El sol apuntaba ya, dorando las copas de los árboles gigantes y despertando a las aves, que comenzaban a cantar volando de rama en rama.

El papú, Cornelio y Van-Horn no se detenían a admirar a aquellas aves, entre las cuales las había de los más raros y preciosos plumajes, y apretaban el paso para llegar cuanto antes al bosquecillo de moscadas, esperando encontrar allí al Capitán, Hans y el chino.

Varias veces habían tenido que detenerse para pasar a través de los bejucos, que les impedían avanzar, estorbándoles el paso.
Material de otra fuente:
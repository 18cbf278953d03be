use std::collections::HashSet;
use std::fs;
use std::path::{Path, PathBuf};

use camino::Utf8PathBuf;
use clap::ValueEnum;
use serde::{Deserialize, Serialize};

use crate::allowlist::Allowlist;
use crate::app::RunRequest;
use crate::domain::{FirstOnlyAccessions, StrategyName};
use crate::error::SeqdbError;
use crate::selection::Strategy;

pub const DEFAULT_CONFIG: &str = "seqdb.json";
pub const DEFAULT_SEED: u64 = 42;
pub const SCHEMA_VERSION: u32 = 1;

#[derive(Debug, Default, Deserialize, Serialize)]
pub struct Config {
    #[serde(default)]
    pub schema_version: Option<u32>,
    #[serde(default)]
    pub mapping: Option<String>,
    #[serde(default)]
    pub protein_dir: Option<String>,
    #[serde(default)]
    pub nucleotide_dir: Option<String>,
    #[serde(default)]
    pub output_dir: Option<String>,
    #[serde(default)]
    pub seed: Option<u64>,
    #[serde(default)]
    pub seed_mode: Option<SeedMode>,
    #[serde(default)]
    pub first_only_accessions: Option<FirstOnlyAccessions>,
    #[serde(default)]
    pub allowlist: Option<AllowlistEntry>,
    #[serde(default)]
    pub runs: Vec<RunEntry>,
}

#[derive(Debug, Deserialize, Serialize)]
#[serde(untagged)]
pub enum AllowlistEntry {
    Inline(Vec<String>),
    File { file: String },
}

#[derive(Debug, Clone, Deserialize, Serialize)]
#[serde(untagged)]
pub enum RunEntry {
    Shorthand(String),
    Detailed(RunEntryObject),
}

#[derive(Debug, Clone, Deserialize, Serialize)]
pub struct RunEntryObject {
    pub strategy: StrategyName,
    #[serde(default)]
    pub name: Option<String>,
    #[serde(default)]
    pub fraction: Option<f64>,
    #[serde(default)]
    pub replicates: Option<u32>,
    #[serde(default)]
    pub seed: Option<u64>,
    #[serde(default)]
    pub first_only_accessions: Option<FirstOnlyAccessions>,
}

impl RunEntryObject {
    pub fn new(strategy: StrategyName) -> Self {
        Self {
            strategy,
            name: None,
            fraction: None,
            replicates: None,
            seed: None,
            first_only_accessions: None,
        }
    }
}

#[derive(Debug, Clone, Copy, PartialEq, Eq, Default, Serialize, Deserialize, ValueEnum)]
#[serde(rename_all = "kebab-case")]
pub enum SeedMode {
    Shared,
    #[default]
    PerRun,
}

#[derive(Debug, Clone, Default)]
pub struct ConfigOverrides {
    pub seed: Option<u64>,
    pub seed_mode: Option<SeedMode>,
    pub first_only_accessions: Option<FirstOnlyAccessions>,
}

#[derive(Debug, Clone)]
pub struct ResolvedConfig {
    pub mapping_path: Utf8PathBuf,
    pub protein_dir: Utf8PathBuf,
    pub nucleotide_dir: Utf8PathBuf,
    pub output_dir: Utf8PathBuf,
    pub seed: u64,
    pub seed_mode: SeedMode,
    pub first_only_accessions: FirstOnlyAccessions,
    pub allowlist: Allowlist,
    pub runs: Vec<RunRequest>,
}

impl ResolvedConfig {
    pub fn expand(&self, entry: &RunEntry, position: usize) -> Result<Vec<RunRequest>, SeqdbError> {
        let entry = match entry {
            RunEntry::Shorthand(value) => parse_shorthand(value)?,
            RunEntry::Detailed(obj) => obj.clone(),
        };

        let strategy = match entry.strategy {
            StrategyName::Full => Strategy::Full,
            StrategyName::FirstOnly => Strategy::FirstOnly {
                accessions: entry
                    .first_only_accessions
                    .unwrap_or(self.first_only_accessions),
            },
            StrategyName::RandomSingle => Strategy::RandomSingle,
            StrategyName::RandomFraction => {
                let fraction = entry.fraction.ok_or_else(|| {
                    SeqdbError::InvalidRun("random-fraction requires a fraction".to_string())
                })?;
                Strategy::random_fraction(fraction)?
            }
            StrategyName::Allowlist => Strategy::Allowlist(self.allowlist.clone()),
        };

        let name = entry
            .name
            .clone()
            .unwrap_or_else(|| default_run_name(&strategy));
        if name.trim().is_empty() || name.contains('/') {
            return Err(SeqdbError::InvalidRun(format!("invalid run name: {name:?}")));
        }

        let replicates = entry.replicates.unwrap_or(1);
        if replicates == 0 {
            return Err(SeqdbError::InvalidRun(format!(
                "{name}: replicates must be at least 1"
            )));
        }

        Ok((0..replicates)
            .map(|replicate| {
                let label = if replicates > 1 {
                    format!("{name}_{}", replicate + 1)
                } else {
                    name.clone()
                };
                let seed = match entry.seed {
                    Some(seed) => seed.wrapping_add(u64::from(replicate)),
                    None => self
                        .seed
                        .wrapping_add((position + replicate as usize) as u64),
                };
                RunRequest {
                    output_base: self.output_dir.join(&label),
                    name: label,
                    strategy: strategy.clone(),
                    seed,
                }
            })
            .collect())
    }
}

pub struct ConfigLoader;

impl ConfigLoader {
    pub fn resolve(
        path: Option<&str>,
        overrides: &ConfigOverrides,
    ) -> Result<ResolvedConfig, SeqdbError> {
        let path = match path {
            Some(path) => Some(Path::new(path)),
            None if Path::new(DEFAULT_CONFIG).exists() => Some(Path::new(DEFAULT_CONFIG)),
            None => None,
        };
        match path {
            Some(path) => {
                let config = Self::read(path)?;
                let base_dir = path.parent().unwrap_or(Path::new(""));
                Self::resolve_config_in(config, base_dir, overrides)
            }
            None => Self::resolve_config(Config::default(), overrides),
        }
    }

    pub fn read(path: &Path) -> Result<Config, SeqdbError> {
        let content =
            fs::read_to_string(path).map_err(|_| SeqdbError::ConfigRead(PathBuf::from(path)))?;
        serde_json::from_str(&content).map_err(|err| SeqdbError::ConfigParse(err.to_string()))
    }

    pub fn resolve_config(
        config: Config,
        overrides: &ConfigOverrides,
    ) -> Result<ResolvedConfig, SeqdbError> {
        Self::resolve_config_in(config, Path::new(""), overrides)
    }

    // Relative allowlist files are looked up under `base_dir`.
    pub fn resolve_config_in(
        config: Config,
        base_dir: &Path,
        overrides: &ConfigOverrides,
    ) -> Result<ResolvedConfig, SeqdbError> {
        if let Some(version) = config.schema_version {
            if version != SCHEMA_VERSION {
                return Err(SeqdbError::ConfigParse(format!(
                    "unsupported schema_version {version}"
                )));
            }
        }

        let allowlist = match config.allowlist {
            None => Allowlist::gut_microbiota(),
            Some(AllowlistEntry::Inline(species)) => Allowlist::new(species),
            Some(AllowlistEntry::File { file }) => Allowlist::from_file(&base_dir.join(file))?,
        };

        let mut resolved = ResolvedConfig {
            mapping_path: Utf8PathBuf::from(config.mapping.unwrap_or_else(|| "mapping.json".to_string())),
            protein_dir: Utf8PathBuf::from(config.protein_dir.unwrap_or_else(|| "prot".to_string())),
            nucleotide_dir: Utf8PathBuf::from(
                config.nucleotide_dir.unwrap_or_else(|| "nucl".to_string()),
            ),
            output_dir: Utf8PathBuf::from(config.output_dir.unwrap_or_else(|| "db_files".to_string())),
            seed: overrides.seed.or(config.seed).unwrap_or(DEFAULT_SEED),
            seed_mode: overrides.seed_mode.or(config.seed_mode).unwrap_or_default(),
            first_only_accessions: overrides
                .first_only_accessions
                .or(config.first_only_accessions)
                .unwrap_or_default(),
            allowlist,
            runs: Vec::new(),
        };

        let entries = if config.runs.is_empty() {
            default_runs()
        } else {
            config.runs
        };
        let mut bases = HashSet::new();
        for entry in &entries {
            let requests = resolved.expand(entry, resolved.runs.len())?;
            for request in &requests {
                if !bases.insert(request.output_base.clone()) {
                    return Err(SeqdbError::InvalidRun(format!(
                        "duplicate output name {}",
                        request.output_base
                    )));
                }
            }
            resolved.runs.extend(requests);
        }

        Ok(resolved)
    }
}

pub fn default_runs() -> Vec<RunEntry> {
    let entry = |strategy, name: &str, fraction: Option<f64>, replicates: u32| {
        RunEntry::Detailed(RunEntryObject {
            name: Some(name.to_string()),
            fraction,
            replicates: Some(replicates),
            ..RunEntryObject::new(strategy)
        })
    };
    vec![
        entry(StrategyName::Full, "full_refseq", None, 1),
        entry(StrategyName::FirstOnly, "only_first", None, 1),
        entry(StrategyName::RandomSingle, "each_random", None, 3),
        entry(StrategyName::Allowlist, "only_gut_nature", None, 1),
        entry(StrategyName::RandomFraction, "random_30", Some(0.3), 3),
        entry(StrategyName::RandomFraction, "random_10", Some(0.1), 3),
    ]
}

pub fn default_run_name(strategy: &Strategy) -> String {
    match strategy {
        Strategy::Full => "full_refseq".to_string(),
        Strategy::FirstOnly { .. } => "only_first".to_string(),
        Strategy::RandomSingle => "each_random".to_string(),
        Strategy::RandomFraction { fraction } => format!("random_{}", (fraction * 100.0).round()),
        Strategy::Allowlist(_) => "only_gut_nature".to_string(),
    }
}

fn parse_shorthand(value: &str) -> Result<RunEntryObject, SeqdbError> {
    let (name, fraction) = match value.split_once(':') {
        Some((name, fraction)) => {
            let fraction = fraction
                .trim()
                .parse::<f64>()
                .map_err(|_| SeqdbError::InvalidFraction(fraction.to_string()))?;
            (name, Some(fraction))
        }
        None => (value, None),
    };
    let strategy: StrategyName = name.parse()?;
    if fraction.is_some() && strategy != StrategyName::RandomFraction {
        return Err(SeqdbError::InvalidRun(format!(
            "{strategy} does not take a fraction"
        )));
    }
    Ok(RunEntryObject {
        fraction,
        ..RunEntryObject::new(strategy)
    })
}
Para mayor desgracia, hacia las diez de la mañana llegaban a las márgenes de una verdadera selva de plantas trepadoras, tan espesas, tan enredadas las unas con las otras, que no se podía cruzar por ella, sino con muchísimo trabajo.

—¿Qué plantas son éstas?—preguntó Cornelio a Van-Horn.

—Plantas de pimienta—respondió el piloto—. Ya quisiera yo llenar con ellas la bodega de un buque de cien toneladas.

—Una verdadera fortuna.

—Lo habéis dicho, señor Cornelio; pero inútil para nosotros, y que ahora nos van a dar muchísimo que hacer.